There are six principles that form the foundation for the practice of naturopathic medicine by licensed naturopathic physicians. The first of these is to “identify and treat the cause.” Tyler says this means addressing causes directly instead of simply putting bandages on symptoms.
“For example, Lyme disease comes with lots of symptoms,” Tyler says. “It would be easy for a doctor to look at those symptoms and throw things at you to fix them, but unless someone discovers the cause — that it’s an infection — it would be hard to help people with Lyme.”
The second of these governing principles is the idea that naturopathic physicians are both doctors and teachers. During an initial visit with a client or patient, physicians usually spend an hour or two just having a conversation. The goal of the initial visit is to understand the root issues and the specifics of how that person’s body works. Throughout the whole process, the physician invites clients into that process and provides reasons behind their recommendations.
“We’re trying to help them become their own advocate,” Tyler explains. “They’ll know the right questions to ask in a given situation and be better informed and comfortable navigating through the system.”
This idea of understanding someone is amplified in the third principle, which is to “treat the whole person.” Naturopathic physicians concern themselves with the physical body as well as mental and emotional health; they see and understand the big picture. Tyler says the pandemic demonstrated this connection between the body and mind through increased stress and mental health issues, and physicians must acknowledge this link.
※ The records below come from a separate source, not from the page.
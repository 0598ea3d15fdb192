use std::collections::BTreeMap;

use chrono::Datelike;
use serde::Serialize;

use crate::record::WorkdayRecord;

/// Count of dated records in one (year, month) bucket.
#[derive(Debug, Clone, Copy, PartialEq, Eq, Serialize)]
pub struct MonthlyCount {
    pub year: i32,
    pub month: u32,
    pub count: u64,
}

/// Distinct (year, month) pairs present among the stored records, with a
/// count each, newest first. Records without a date are excluded. Pure
/// read, no side effects.
pub fn available_date_ranges(records: &[WorkdayRecord]) -> Vec<MonthlyCount> {
    let mut buckets: BTreeMap<(i32, u32), u64> = BTreeMap::new();
    for record in records {
        if let Some(date) = record.date {
            *buckets.entry((date.year(), date.month())).or_insert(0) += 1;
        }
    }
    buckets
        .into_iter()
        .rev()
        .map(|((year, month), count)| MonthlyCount { year, month, count })
        .collect()
}
use std::collections::HashSet;
use std::fs::{File, OpenOptions};
use std::io::{BufRead, BufReader, Write};
use std::path::{Path, PathBuf};

use log::{debug, info};
use snafu::{ResultExt, Snafu};

use crate::record::{NaturalKey, WorkdayRecord};
use crate::{StoreDecodingSnafu, StoreIoSnafu, WdResult};

/// Backing store for imported records.
///
/// Uniqueness on the natural key is the store's own invariant: callers
/// attempt the write and handle the rejection, rather than querying first.
/// This keeps the dedup decision free of read-then-write races when the
/// store is shared with concurrent writers.
pub trait FeedbackStore {
    fn insert(&mut self, record: WorkdayRecord) -> Result<(), InsertError>;
    fn records(&self) -> &[WorkdayRecord];
}

#[derive(Debug, Snafu)]
pub enum InsertError {
    /// Routine on re-import; the orchestrator counts these and moves on.
    #[snafu(display("duplicate feedback for '{about}' from '{from_name}'"))]
    Duplicate { about: String, from_name: String },
    #[snafu(display("store write failed for {path}: {source}"))]
    Write {
        source: std::io::Error,
        path: String,
    },
    #[snafu(display("store encoding failed: {source}"))]
    Encode { source: serde_json::Error },
}

/// In-memory store, for tests and dry runs.
#[derive(Debug, Default)]
pub struct MemoryStore {
    records: Vec<WorkdayRecord>,
    keys: HashSet<NaturalKey>,
}

impl MemoryStore {
    pub fn new() -> MemoryStore {
        MemoryStore::default()
    }
}

impl FeedbackStore for MemoryStore {
    fn insert(&mut self, record: WorkdayRecord) -> Result<(), InsertError> {
        if !self.keys.insert(record.natural_key()) {
            return DuplicateSnafu {
                about: record.about,
                from_name: record.from_name,
            }
            .fail();
        }
        self.records.push(record);
        Ok(())
    }

    fn records(&self) -> &[WorkdayRecord] {
        &self.records
    }
}

/// Durable store: one JSON document per line.
///
/// Every insert is written and flushed before it is acknowledged, so each
/// row is an independently committed unit. Rows written before a crash
/// survive it, and re-opening the file rebuilds the key set, which is what
/// makes a re-run of the same import idempotent.
pub struct JsonlStore {
    path: PathBuf,
    file: File,
    records: Vec<WorkdayRecord>,
    keys: HashSet<NaturalKey>,
}

impl JsonlStore {
    /// Opens an existing store or creates an empty one.
    pub fn open(path: &Path) -> WdResult<JsonlStore> {
        let display = path.display().to_string();
        let mut records: Vec<WorkdayRecord> = Vec::new();

        if path.exists() {
            let reader = BufReader::new(File::open(path).context(StoreIoSnafu {
                path: display.clone(),
            })?);
            for (idx, line) in reader.lines().enumerate() {
                let line = line.context(StoreIoSnafu {
                    path: display.clone(),
                })?;
                if line.trim().is_empty() {
                    continue;
                }
                let record = serde_json::from_str(&line).context(StoreDecodingSnafu {
                    path: display.clone(),
                    lineno: idx + 1,
                })?;
                records.push(record);
            }
            info!("JsonlStore: loaded {} records from {}", records.len(), display);
        }

        let file = OpenOptions::new()
            .create(true)
            .append(true)
            .open(path)
            .context(StoreIoSnafu {
                path: display.clone(),
            })?;
        let keys = records.iter().map(|r| r.natural_key()).collect();

        Ok(JsonlStore {
            path: path.to_path_buf(),
            file,
            records,
            keys,
        })
    }

    pub fn path(&self) -> &Path {
        &self.path
    }
}

impl FeedbackStore for JsonlStore {
    fn insert(&mut self, record: WorkdayRecord) -> Result<(), InsertError> {
        if self.keys.contains(&record.natural_key()) {
            return DuplicateSnafu {
                about: record.about,
                from_name: record.from_name,
            }
            .fail();
        }

        let line = serde_json::to_string(&record).context(EncodeSnafu {})?;
        let path = self.path.display().to_string();
        writeln!(self.file, "{}", line).context(WriteSnafu { path: path.clone() })?;
        self.file.flush().context(WriteSnafu { path })?;

        debug!("JsonlStore: inserted record for '{}'", record.about);
        self.keys.insert(record.natural_key());
        self.records.push(record);
        Ok(())
    }

    fn records(&self) -> &[WorkdayRecord] {
        &self.records
    }
}
use calamine::DataType;

use crate::columns::ColumnMapping;
use crate::config::ImportConfig;

/// Decision for one data row.
#[derive(Debug, Clone, PartialEq, Eq)]
pub enum RowOutcome {
    Accept,
    /// No reviewer yet: the export keeps placeholder rows for feedback
    /// requests that were sent but never answered.
    SkipEmpty,
    /// Semantic inconsistency between About, Asked By and Type. The message
    /// names the row and the conflicting values.
    Reject(String),
}

/// Cell text at a mapped position. Absent columns, out-of-range positions
/// and empty-after-trim strings all yield `None`; numeric cells render via
/// their display form.
pub(crate) fn cell_text(row: &[DataType], idx: Option<usize>) -> Option<String> {
    let cell = idx.and_then(|i| row.get(i))?;
    match cell {
        DataType::String(s) => {
            let trimmed = s.trim();
            if trimmed.is_empty() {
                None
            } else {
                Some(trimmed.to_string())
            }
        }
        DataType::Int(i) => Some(i.to_string()),
        DataType::Float(f) => Some(f.to_string()),
        DataType::Bool(b) => Some(b.to_string()),
        // Datetime, error and empty cells carry no usable text.
        _ => None,
    }
}

/// Validates a single data row. `row_num` is the 1-based sheet position,
/// used only for error messages.
pub fn validate_row(
    row: &[DataType],
    row_num: usize,
    mapping: &ColumnMapping,
    config: &ImportConfig,
) -> RowOutcome {
    if cell_text(row, mapping.from_name).is_none() {
        return RowOutcome::SkipEmpty;
    }

    let about = cell_text(row, mapping.about);
    let asked_by = cell_text(row, mapping.asked_by);
    let request_type = cell_text(row, mapping.request_type);

    // The consistency check needs all three fields; partial data is not
    // grounds for rejection.
    if let (Some(about), Some(asked_by), Some(request_type)) = (about, asked_by, request_type) {
        let types = &config.request_types;
        if about == asked_by && request_type != types.self_requested {
            return RowOutcome::Reject(format!(
                "Row {}: Data inconsistency - About '{}' matches Asked By but Type is '{}' (expected '{}')",
                row_num, about, request_type, types.self_requested
            ));
        }
        if about != asked_by && request_type != types.others {
            return RowOutcome::Reject(format!(
                "Row {}: Data inconsistency - About '{}' differs from Asked By '{}' but Type is '{}' (expected '{}')",
                row_num, about, asked_by, request_type, types.others
            ));
        }
    }

    RowOutcome::Accept
}

#[cfg(test)]
mod tests {
    use super::*;

    fn mapping() -> ColumnMapping {
        ColumnMapping {
            about: Some(0),
            from_name: Some(1),
            asked_by: Some(2),
            request_type: Some(3),
            ..ColumnMapping::default()
        }
    }

    fn row(cells: &[Option<&str>]) -> Vec<DataType> {
        cells
            .iter()
            .map(|c| match c {
                Some(s) => DataType::String(s.to_string()),
                None => DataType::Empty,
            })
            .collect()
    }

    #[test]
    fn empty_from_name_is_silent_skip() {
        let r = row(&[Some("John Doe"), None, Some("John Doe"), Some("Requested by Self")]);
        assert_eq!(
            validate_row(&r, 5, &mapping(), &ImportConfig::default()),
            RowOutcome::SkipEmpty
        );
    }

    #[test]
    fn consistent_self_request_accepted() {
        let r = row(&[
            Some("John Doe"),
            Some("Jane Smith"),
            Some("John Doe"),
            Some("Requested by Self"),
        ]);
        assert_eq!(
            validate_row(&r, 5, &mapping(), &ImportConfig::default()),
            RowOutcome::Accept
        );
    }

    #[test]
    fn consistent_others_request_accepted() {
        let r = row(&[
            Some("John Doe"),
            Some("Jane Smith"),
            Some("Manager Name"),
            Some("Requested by Others"),
        ]);
        assert_eq!(
            validate_row(&r, 5, &mapping(), &ImportConfig::default()),
            RowOutcome::Accept
        );
    }

    #[test]
    fn self_match_with_others_type_rejected() {
        let r = row(&[
            Some("John Doe"),
            Some("Jane Smith"),
            Some("John Doe"),
            Some("Requested by Others"),
        ]);
        match validate_row(&r, 5, &mapping(), &ImportConfig::default()) {
            RowOutcome::Reject(message) => {
                assert!(message.to_lowercase().contains("inconsistency"));
                assert!(message.contains("Row 5"));
            }
            other => panic!("expected rejection, got {:?}", other),
        }
    }

    #[test]
    fn differing_names_with_self_type_rejected() {
        let r = row(&[
            Some("John Doe"),
            Some("Jane Smith"),
            Some("Manager Name"),
            Some("Requested by Self"),
        ]);
        match validate_row(&r, 7, &mapping(), &ImportConfig::default()) {
            RowOutcome::Reject(message) => {
                assert!(message.contains("Manager Name"));
                assert!(message.contains("Requested by Others"));
            }
            other => panic!("expected rejection, got {:?}", other),
        }
    }

    #[test]
    fn partial_data_is_never_rejected() {
        // Missing asked_by.
        let r = row(&[Some("John Doe"), Some("Jane Smith"), None, Some("Requested by Self")]);
        assert_eq!(
            validate_row(&r, 5, &mapping(), &ImportConfig::default()),
            RowOutcome::Accept
        );
        // Missing request_type.
        let r = row(&[Some("John Doe"), Some("Jane Smith"), Some("John Doe"), None]);
        assert_eq!(
            validate_row(&r, 5, &mapping(), &ImportConfig::default()),
            RowOutcome::Accept
        );
    }

    #[test]
    fn cell_text_handles_missing_and_short_rows() {
        let r = row(&[Some("value1"), Some("value2")]);
        assert_eq!(cell_text(&r, Some(1)), Some("value2".to_string()));
        assert_eq!(cell_text(&r, None), None);
        assert_eq!(cell_text(&r, Some(5)), None);
        assert_eq!(cell_text(&[DataType::String("  ".to_string())], Some(0)), None);
    }
}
The fourth principle is prevention, as Tyler states that with high numbers of obesity and diabetes in Texas, there is a huge need for preventative care. Naturopathic physicians are adamant about preventative medicines and work hard to understand a client’s medical history, family history and potential risks.
The fifth principle is one all members of the medical field must adhere to — the “do no harm” rule.
Lastly, the final principle is all-encompassing; the “healing power of nature” is the principle by which physicians recognize there is a self-healing process. The job of a naturopathic physician is to support this process and remove any obstacles standing in the way of the healing.
Tyler says all six principles set naturopathic physicians apart from other medical doctors.
Currently, Tyler serves as vice president of the Texas Association of Naturopathic Doctors, which is the backbone for support and promotion of accredited naturopathic physicians in Texas. They aim to gain licensure to fully practice and utilize the skills they have.